Sunday, April 24, 2011

The Rise of E-commerce - How does it affect FedEx, USPS, and UPS?

E-commerce in the fourth quarter of 2010 for the first time clearly represented more than 20% of all deliverable retail sales.    E-commerce's share of retail sales grew by a third in less than 5 years. 

The following graph illustrates the change in share of seasonally adjusted retail sales.

The 20% figure represents the proportion of catalog and on-line sales estimated by the Census Bureau as a portion of sales at furniture & home furnishings (442), electronics & appliances (443), clothing & accessories (448), sporting goods, hobby, book, and music (451), general merchandise (452), office supply, stationery, and gift stores (4532) stores as well as on-line and catalog merchants (4541). [The numbers in parentheses are the NAICS codes used by the Census Bureau to classify businesses.]  As many retailers, (i.e., Walmart, JCPenney, Target, Best Buy, Limited Brands (Victoria's Secret, Bath and Body Works) and Best Buy) that currently generate most of their sales from brick and mortar outlets now generate a growing proportion of their total sales from their websites, this proportion represents a conservative estimate of the share of deliverable retail sales that FedEx, United Parcel Service or the United States Postal Service are delivering.

The chart above also illustrates, that for most of the period since 1992, delivered retail sales grew as a share of deliverable retail sales has grown by around 50% about every 7 years ( i.e. 6.67% to 10%, 10% to 15%).  Since 2005 the rate of growth in delivered market share has quickened and the fifty percent growth rate to a 22.5% market share should come sometime near the end of next year.  

The shift of retail from brick-and-mortar to catalog and e-commerce sales will have a profound impact on the retail supply chain, local economies and demand for print communications.

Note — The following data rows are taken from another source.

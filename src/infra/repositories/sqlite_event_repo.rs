use crate::domain::{models::event::Event, ports::EventRepository};
use crate::error::AppError;
use async_trait::async_trait;
use chrono::{DateTime, NaiveDate, Utc};
use sqlx::SqlitePool;

pub struct SqliteEventRepo {
    pool: SqlitePool,
}

impl SqliteEventRepo {
    pub fn new(pool: SqlitePool) -> Self {
        Self { pool }
    }
}

const INSERT_EVENT: &str = r#"INSERT INTO events (
        id, template_id, product_id, location_id, title, event_type,
        start_time, end_time, local_day, status, created_at
    ) VALUES (?, ?, ?, ?, ?, ?, ?, ?, ?, ?, ?)"#;

#[async_trait]
impl EventRepository for SqliteEventRepo {
    async fn create(&self, event: &Event) -> Result<Event, AppError> {
        sqlx::query_as::<_, Event>(&format!("{} RETURNING *", INSERT_EVENT))
            .bind(&event.id)
            .bind(&event.template_id)
            .bind(&event.product_id)
            .bind(&event.location_id)
            .bind(&event.title)
            .bind(&event.event_type)
            .bind(event.start_time)
            .bind(event.end_time)
            .bind(event.local_day)
            .bind(event.status.as_str())
            .bind(event.created_at)
            .fetch_one(&self.pool)
            .await
            .map_err(AppError::Database)
    }

    async fn insert_if_absent(&self, event: &Event) -> Result<Option<Event>, AppError> {
        sqlx::query_as::<_, Event>(&format!(
            "{} ON CONFLICT(template_id, location_id, local_day) DO NOTHING RETURNING *",
            INSERT_EVENT
        ))
            .bind(&event.id)
            .bind(&event.template_id)
            .bind(&event.product_id)
            .bind(&event.location_id)
            .bind(&event.title)
            .bind(&event.event_type)
            .bind(event.start_time)
            .bind(event.end_time)
            .bind(event.local_day)
            .bind(event.status.as_str())
            .bind(event.created_at)
            .fetch_optional(&self.pool)
            .await
            .map_err(AppError::Database)
    }

    async fn find_by_id(&self, id: &str) -> Result<Option<Event>, AppError> {
        sqlx::query_as::<_, Event>("SELECT * FROM events WHERE id = ?")
            .bind(id)
            .fetch_optional(&self.pool)
            .await
            .map_err(AppError::Database)
    }

    async fn list_by_template(&self, template_id: &str) -> Result<Vec<Event>, AppError> {
        sqlx::query_as::<_, Event>("SELECT * FROM events WHERE template_id = ? ORDER BY local_day ASC")
            .bind(template_id)
            .fetch_all(&self.pool)
            .await
            .map_err(AppError::Database)
    }

    async fn list_for_day(&self, product_id: &str, location_id: &str, day: NaiveDate) -> Result<Vec<Event>, AppError> {
        sqlx::query_as::<_, Event>(
            "SELECT * FROM events WHERE product_id = ? AND location_id = ? AND local_day = ? AND status != 'CANCELLED' ORDER BY id ASC"
        )
            .bind(product_id)
            .bind(location_id)
            .bind(day)
            .fetch_all(&self.pool)
            .await
            .map_err(AppError::Database)
    }

    async fn list_by_range(&self, location_id: Option<&str>, start: DateTime<Utc>, end: DateTime<Utc>) -> Result<Vec<Event>, AppError> {
        sqlx::query_as::<_, Event>(
            "SELECT * FROM events WHERE start_time >= ? AND start_time < ? AND (? IS NULL OR location_id = ?) ORDER BY start_time ASC, id ASC"
        )
            .bind(start)
            .bind(end)
            .bind(location_id)
            .bind(location_id)
            .fetch_all(&self.pool)
            .await
            .map_err(AppError::Database)
    }
}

The retail supply chain over the next decade will have little choice but focus on home delivery.   Lower-cost deliveries by parcel carriers and other firms to retail outlets will decline while higher-cost deliveries to homes will increase.   The need for pick-up locations for high value items will grow which will increase the market for delivery lockers like those used by Deutsche Post, Post Danmark and DHL. 

The growth of e-commerce sales will also increase both shorter-haul deliveries from warehouses within carrier one-day, and to a lesser extent two-day delivery windows.   The growth of short haul traffic will also allow regional carriers to continue to grow their market share in more densely populated regional markets.  

Finally e-commerce sales provide opportunities for integrated carriers like FedEx and UPS.  These carriers can manage home deliveryof high-demand, and high-value items that companies like Apple Computer ship direct from warehouses near the manufacturers in China and other countries in the Pacific Rim. 

The impact of delivered retail sales on many local economics is significantly negative.   Many communities have a retail infrastructure that reflects a world where less than ten percent of all sales were delivered.   Shopping malls and strip centers with vacant store fronts will find it more difficult to rent vacant space and will look to non-traditional and more than likely lower paying tenants like government agencies, libraries, medical and dental offices, and service providers like nail salons.  Fewer retail stores mean not just fewer retail jobs but also fewer jobs required to build and maintain retail outlets.   Lower brick-and-mortar retail sales will have the effect of lowering gasoline consumption as trips to the store are replaced by trips to the computer.  To the extent that restaurant and fast food sales are tied to retail shopping, those sales will slip as well.

The shift of retail sales will have some positive impact on communities located near ideal distribution points that can take advantage of one-day delivery standards of ground parcel delivery.   These communities should see growth in jobs in warehousing and transportation and may see some growth in other industries that will piggy-back on strengthened transportation infrastructure that e-commerce distribution supports.

Finally, the shift to on-line sales could have a devastating impact on print advertising, and in particular newspaper display ads and direct mail from local merchants.    To the extent that on-line sales cause brick and mortar retailers to go bankrupt, the trend removes print advertisers from the marketplace.  Remaining retailers may not be willing to pay as much for advertising as the firms they replace.  Adding to the challenge facing print advertising is that the largest on-line retailer,, spends minimally on print advertising and its smaller on-line competitors are no different.    Printers and the Postal Service need to find a way to create products that fit the needs of on-line retailers who have found that they could grow their business successfully with minimal print advertising if advertising mail and other forms of print advertising can continue to grow.